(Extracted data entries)

+--

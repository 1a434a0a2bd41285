use rand::{random_bool, random_range};

use super::{AdcDriver, AdcError};

/// Odds that a single conversion lands on a negative-going impulse
const IMPULSE_PROBABILITY: f64 = 0.0005;

/// Simulated converter: a noisy positive baseline with rare brief negative excursions
#[derive(Debug, Default)]
pub struct SimAdc {
    address: Option<u8>,
}

impl SimAdc {
    pub fn new() -> Self {
        Self::default()
    }
}

impl AdcDriver for SimAdc {
    fn begin(&mut self, address: u8) -> Result<(), AdcError> {
        tracing::info!("Simulated ADC started at {:#04x}", address);
        self.address = Some(address);
        Ok(())
    }

    fn read_single_ended(&mut self, sub_channel: u8) -> Result<i16, AdcError> {
        let Some(address) = self.address else {
            return Err(AdcError::Read {
                address: 0,
                sub_channel,
                reason: "device not started".to_string(),
            });
        };

        // Spread the baselines a little per input so the channels are tellable apart
        let baseline = 8_000 + i16::from(sub_channel) * 1_000 + i16::from(address & 0x01) * 500;

        if random_bool(IMPULSE_PROBABILITY) {
            let depth: i16 = random_range(100..=4_000);
            Ok(-depth)
        } else {
            let jitter: i16 = random_range(-40..=40);
            Ok(baseline + jitter)
        }
    }
}
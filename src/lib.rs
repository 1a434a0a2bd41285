pub mod acquisition;
pub mod adc;
pub mod clock;
pub mod config;
pub mod network;
pub mod payload;
pub mod retry;
pub mod scheduler;
pub mod telemetry_task;
pub mod transmission;
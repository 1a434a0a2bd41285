use serde::Serialize;

use crate::{
    acquisition::MinHoldRegister,
    adc::{CHANNEL_COUNT, ChannelId},
    config::ADC_LSB_MILLIVOLTS,
};

/// Aggregated window minima in millivolts, one field per logical channel
#[derive(Debug, Clone, Copy, PartialEq, Serialize)]
#[serde(rename_all = "UPPERCASE")]
pub struct Payload {
    pub x1: f64,
    pub x2: f64,
    pub y1: f64,
    pub y2: f64,
    pub d1: f64,
    pub d2: f64,
    pub z1: f64,
    pub z2: f64,
}

/// Convert a held raw count to millivolts, 0.0 when nothing was sampled
pub fn to_millivolts(minimum: Option<i16>) -> f64 {
    match minimum {
        // Widen before abs so i16::MIN cannot overflow
        Some(raw) => f64::from(i32::from(raw).unsigned_abs()) * ADC_LSB_MILLIVOLTS,
        None => 0.0,
    }
}

impl Payload {
    pub fn from_register(register: &MinHoldRegister) -> Self {
        let mut volts = [0.0; CHANNEL_COUNT];
        for channel in ChannelId::all() {
            volts[channel.index()] = to_millivolts(register.minimum(channel));
        }

        let [x1, x2, y1, y2, d1, d2, z1, z2] = volts;
        Self {
            x1,
            x2,
            y1,
            y2,
            d1,
            d2,
            z1,
            z2,
        }
    }

    /// Field name and value pairs in wire order
    pub fn fields(&self) -> [(&'static str, f64); CHANNEL_COUNT] {
        let values = [
            self.x1, self.x2, self.y1, self.y2, self.d1, self.d2, self.z1, self.z2,
        ];
        let mut fields = [("", 0.0); CHANNEL_COUNT];
        for (channel, value) in ChannelId::all().zip(values) {
            fields[channel.index()] = (channel.field_name(), value);
        }
        fields
    }

    /// `X1=<v>&X2=<v>&...&Z2=<v>` using the shortest decimal form of each value
    pub fn to_form_body(&self) -> String {
        self.fields()
            .iter()
            .map(|(name, value)| format!("{name}={value}"))
            .collect::<Vec<_>>()
            .join("&")
    }
}

impl From<&MinHoldRegister> for Payload {
    fn from(register: &MinHoldRegister) -> Self {
        Self::from_register(register)
    }
}
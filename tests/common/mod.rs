#![allow(dead_code)]

use std::collections::VecDeque;
use std::sync::atomic::{AtomicU64, Ordering};
use std::sync::{Arc, Mutex};

use adc_uplink::acquisition::AcquisitionEngine;
use adc_uplink::adc::{AdcBank, AdcDriver, AdcError};
use adc_uplink::clock::Clock;
use adc_uplink::config::ServerConfig;
use adc_uplink::retry::RetryPolicy;
use adc_uplink::scheduler::CycleScheduler;
use adc_uplink::transmission::{TransmissionClient, Transport, TransportError};
use tokio::time::Duration;

/// Clock that only moves when told to
#[derive(Debug, Clone, Default)]
pub struct ManualClock {
    millis: Arc<AtomicU64>,
}

impl ManualClock {
    pub fn set(&self, millis: u64) {
        self.millis.store(millis, Ordering::SeqCst);
    }

    pub fn advance(&self, millis: u64) {
        self.millis.fetch_add(millis, Ordering::SeqCst);
    }

    pub fn millis(&self) -> u64 {
        self.millis.load(Ordering::SeqCst)
    }
}

impl Clock for ManualClock {
    fn now(&self) -> Duration {
        Duration::from_millis(self.millis())
    }
}

#[derive(Debug, Default)]
struct AdcScript {
    queued: [VecDeque<i16>; 4],
    always_fail: [bool; 4],
    fallback: i16,
    reads: Vec<u64>,
}

/// Converter whose readings are queued per sub-channel by the test
#[derive(Debug, Clone)]
pub struct ScriptedAdc {
    clock: ManualClock,
    script: Arc<Mutex<AdcScript>>,
}

impl ScriptedAdc {
    pub fn new(clock: &ManualClock, fallback: i16) -> Self {
        Self {
            clock: clock.clone(),
            script: Arc::new(Mutex::new(AdcScript {
                fallback,
                ..Default::default()
            })),
        }
    }

    pub fn queue(&self, sub_channel: u8, readings: &[i16]) {
        let mut script = self.script.lock().unwrap();
        script.queued[sub_channel as usize].extend(readings.iter().copied());
    }

    pub fn fail_always(&self, sub_channel: u8) {
        self.script.lock().unwrap().always_fail[sub_channel as usize] = true;
    }

    /// Clock readings (ms) at which a conversion was performed
    pub fn read_times(&self) -> Vec<u64> {
        self.script.lock().unwrap().reads.clone()
    }
}

impl AdcDriver for ScriptedAdc {
    fn begin(&mut self, _address: u8) -> Result<(), AdcError> {
        Ok(())
    }

    fn read_single_ended(&mut self, sub_channel: u8) -> Result<i16, AdcError> {
        let mut script = self.script.lock().unwrap();
        script.reads.push(self.clock.millis());

        if script.always_fail[sub_channel as usize] {
            return Err(AdcError::Read {
                address: 0,
                sub_channel,
                reason: "scripted failure".to_string(),
            });
        }

        let fallback = script.fallback;
        Ok(script.queued[sub_channel as usize]
            .pop_front()
            .unwrap_or(fallback))
    }
}

#[derive(Debug, Default)]
struct Wire {
    connect_ok: VecDeque<bool>,
    write_ok: VecDeque<bool>,
    response: Vec<String>,
    pending: VecDeque<String>,
    connected: bool,
    connects: usize,
    closes: usize,
    requests: Vec<String>,
}

/// Transport that records every request and answers with a canned response
#[derive(Debug, Clone, Default)]
pub struct RecordingTransport {
    wire: Arc<Mutex<Wire>>,
}

impl RecordingTransport {
    pub fn new(response: &[&str]) -> Self {
        let transport = Self::default();
        transport.wire.lock().unwrap().response = response.iter().map(|l| l.to_string()).collect();
        transport
    }

    /// Outcome of upcoming connect attempts, later attempts succeed
    pub fn script_connects(&self, outcomes: &[bool]) {
        self.wire.lock().unwrap().connect_ok.extend(outcomes);
    }

    /// Outcome of upcoming writes, later writes succeed
    pub fn script_writes(&self, outcomes: &[bool]) {
        self.wire.lock().unwrap().write_ok.extend(outcomes);
    }

    /// Every request written, including those whose write failed
    pub fn requests(&self) -> Vec<String> {
        self.wire.lock().unwrap().requests.clone()
    }

    pub fn connects(&self) -> usize {
        self.wire.lock().unwrap().connects
    }

    pub fn closes(&self) -> usize {
        self.wire.lock().unwrap().closes
    }

    pub fn is_connected(&self) -> bool {
        self.wire.lock().unwrap().connected
    }
}

#[async_trait::async_trait]
impl Transport for RecordingTransport {
    async fn connect(&mut self, _host: &str, _port: u16) -> Result<(), TransportError> {
        let mut wire = self.wire.lock().unwrap();
        wire.connects += 1;
        if !wire.connect_ok.pop_front().unwrap_or(true) {
            return Err(TransportError::Io(std::io::Error::new(
                std::io::ErrorKind::ConnectionRefused,
                "scripted refusal",
            )));
        }
        wire.connected = true;
        let pending = wire.response.iter().cloned().collect();
        wire.pending = pending;
        Ok(())
    }

    async fn write_all(&mut self, bytes: &[u8]) -> Result<(), TransportError> {
        let mut wire = self.wire.lock().unwrap();
        if !wire.connected {
            return Err(TransportError::NotConnected);
        }
        wire.requests.push(String::from_utf8_lossy(bytes).into_owned());
        if !wire.write_ok.pop_front().unwrap_or(true) {
            return Err(TransportError::Io(std::io::Error::new(
                std::io::ErrorKind::BrokenPipe,
                "scripted reset",
            )));
        }
        Ok(())
    }

    async fn read_line(&mut self) -> Result<Option<String>, TransportError> {
        let mut wire = self.wire.lock().unwrap();
        if !wire.connected {
            return Err(TransportError::NotConnected);
        }
        Ok(wire.pending.pop_front())
    }

    async fn close(&mut self) {
        let mut wire = self.wire.lock().unwrap();
        wire.connected = false;
        wire.closes += 1;
    }
}

/// Retry policy that never sleeps, only counts
#[derive(Debug, Clone, Default)]
pub struct NoBackoff {
    attempts: Arc<Mutex<Vec<u32>>>,
}

impl NoBackoff {
    pub fn attempts(&self) -> Vec<u32> {
        self.attempts.lock().unwrap().clone()
    }
}

#[async_trait::async_trait]
impl RetryPolicy for NoBackoff {
    async fn backoff(&mut self, attempt: u32) {
        self.attempts.lock().unwrap().push(attempt);
    }
}

pub const OK_RESPONSE: &[&str] = &[
    "HTTP/1.1 200 OK",
    "Content-Type: text/html",
    "",
    "New record created successfully",
];

pub type TestScheduler = CycleScheduler<ScriptedAdc, RecordingTransport, ManualClock, NoBackoff>;

/// Everything a cycle test needs to steer and observe the scheduler
pub struct Rig {
    pub clock: ManualClock,
    pub adc_a: ScriptedAdc,
    pub adc_b: ScriptedAdc,
    pub transport: RecordingTransport,
    pub retry: NoBackoff,
    pub scheduler: TestScheduler,
}

impl Rig {
    pub fn new() -> Self {
        Self::with_response(OK_RESPONSE)
    }

    pub fn with_response(response: &[&str]) -> Self {
        let clock = ManualClock::default();
        let adc_a = ScriptedAdc::new(&clock, 1_000);
        let adc_b = ScriptedAdc::new(&clock, 1_000);
        let transport = RecordingTransport::new(response);
        let retry = NoBackoff::default();

        let bank = AdcBank::initialize(adc_a.clone(), adc_b.clone()).unwrap();
        let scheduler = CycleScheduler::new(
            AcquisitionEngine::new(bank),
            TransmissionClient::new(transport.clone(), ServerConfig::default()),
            clock.clone(),
            retry.clone(),
        );

        Self {
            clock,
            adc_a,
            adc_b,
            transport,
            retry,
            scheduler,
        }
    }

    /// Total conversions across both devices
    pub fn reads(&self) -> usize {
        self.adc_a.read_times().len() + self.adc_b.read_times().len()
    }

    pub fn read_times(&self) -> Vec<u64> {
        let mut times = self.adc_a.read_times();
        times.extend(self.adc_b.read_times());
        times.sort_unstable();
        times
    }
}

/// Body of a recorded request, everything after the blank line
pub fn body_of(request: &str) -> &str {
    request
        .split_once("\r\n\r\n")
        .map(|(_, body)| body)
        .unwrap_or("")
}
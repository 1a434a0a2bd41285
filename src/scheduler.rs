use tokio::time::Duration;
use tracing::*;

use crate::{
    acquisition::{AcquisitionEngine, MinHoldRegister},
    adc::AdcDriver,
    clock::Clock,
    config::{MEASURING_WINDOW, SETTLE_WINDOW},
    payload::Payload,
    retry::RetryPolicy,
    transmission::{Delivery, TransmissionClient, Transport},
};

/// Where the acquisition/transmission cycle currently is
#[derive(Debug, Clone, Copy, PartialEq, Eq)]
pub enum CyclePhase {
    /// Sampling every tick, folding readings into the min-hold register
    Measuring,
    /// Deliberate pause before sending, nothing is sampled
    Settling,
    /// Sending the held minima until a send succeeds
    Transmitting,
}

/// What a single tick did
#[derive(Debug, Clone, PartialEq, Eq)]
pub enum TickAction {
    Sampled,
    Settling,
    Delivered(Delivery),
    Retrying { attempt: u32 },
}

/// Owns the phase state and drives acquisition and transmission from one polled loop.
///
/// Only one of sampling or sending happens per tick, so the register never has a second
/// mutator while it is being serialized.
#[derive(Debug)]
pub struct CycleScheduler<D, T, C, R>
where
    D: AdcDriver,
    T: Transport,
    C: Clock,
    R: RetryPolicy,
{
    engine: AcquisitionEngine<D>,
    client: TransmissionClient<T>,
    clock: C,
    retry: R,
    phase: CyclePhase,
    phase_started: Duration,
    failed_attempts: u32,
}

impl<D, T, C, R> CycleScheduler<D, T, C, R>
where
    D: AdcDriver,
    T: Transport,
    C: Clock,
    R: RetryPolicy,
{
    /// Starts in [`CyclePhase::Measuring`] with an empty register, phase clock started now
    pub fn new(
        engine: AcquisitionEngine<D>,
        client: TransmissionClient<T>,
        clock: C,
        retry: R,
    ) -> Self {
        let phase_started = clock.now();
        info!("Measuring for {:?}", MEASURING_WINDOW);

        Self {
            engine,
            client,
            clock,
            retry,
            phase: CyclePhase::Measuring,
            phase_started,
            failed_attempts: 0,
        }
    }

    pub async fn tick(&mut self) -> TickAction {
        let now = self.clock.now();
        let elapsed = self.clock.elapsed_since(self.phase_started);

        match self.phase {
            CyclePhase::Measuring => {
                if elapsed < MEASURING_WINDOW {
                    self.engine.sample();
                    return TickAction::Sampled;
                }

                // The register is kept as-is until a send succeeds
                self.phase = CyclePhase::Settling;
                self.phase_started = now;
                info!(
                    "Measuring window closed ({} failed reads), settling for {:?}",
                    self.engine.failed_reads(),
                    SETTLE_WINDOW
                );
                TickAction::Settling
            }
            CyclePhase::Settling => {
                if elapsed < SETTLE_WINDOW {
                    return TickAction::Settling;
                }

                self.phase = CyclePhase::Transmitting;
                info!("Settle window over, transmitting");
                self.transmit(now).await
            }
            CyclePhase::Transmitting => self.transmit(now).await,
        }
    }

    async fn transmit(&mut self, now: Duration) -> TickAction {
        let payload = self.payload();
        match serde_json::to_string(&payload) {
            Ok(json) => debug!("Sending payload: {json}"),
            Err(err) => warn!("Unable to render payload as JSON: {err}"),
        }

        match self.client.send_payload(&payload).await {
            Ok(delivery) => {
                self.engine.reset();
                self.failed_attempts = 0;
                self.phase = CyclePhase::Measuring;
                self.phase_started = now;
                info!("Payload delivered, measuring for {:?}", MEASURING_WINDOW);
                TickAction::Delivered(delivery)
            }
            Err(err) => {
                self.failed_attempts = self.failed_attempts.saturating_add(1);
                let attempt = self.failed_attempts;
                warn!("{err}, retrying (attempt {attempt} failed)");
                self.retry.backoff(attempt).await;
                TickAction::Retrying { attempt }
            }
        }
    }

    pub fn phase(&self) -> CyclePhase {
        self.phase
    }

    /// Clock reading at which the current phase (or settle, while transmitting) began
    pub fn phase_started(&self) -> Duration {
        self.phase_started
    }

    pub fn register(&self) -> &MinHoldRegister {
        self.engine.register()
    }

    /// Payload as it would be sent right now
    pub fn payload(&self) -> Payload {
        Payload::from_register(self.engine.register())
    }

    /// ADC reads skipped in the current window
    pub fn failed_reads(&self) -> u32 {
        self.engine.failed_reads()
    }

    /// Consecutive failed sends of the current payload
    pub fn failed_attempts(&self) -> u32 {
        self.failed_attempts
    }
}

+--

### What the task requires
List each line of the entries that holds the string "fallback".

### Reply
    fallback: i16,
    pub fn new(clock: &ManualClock, fallback: i16) -> Self {
                fallback,
        let fallback = script.fallback;
            .unwrap_or(fallback))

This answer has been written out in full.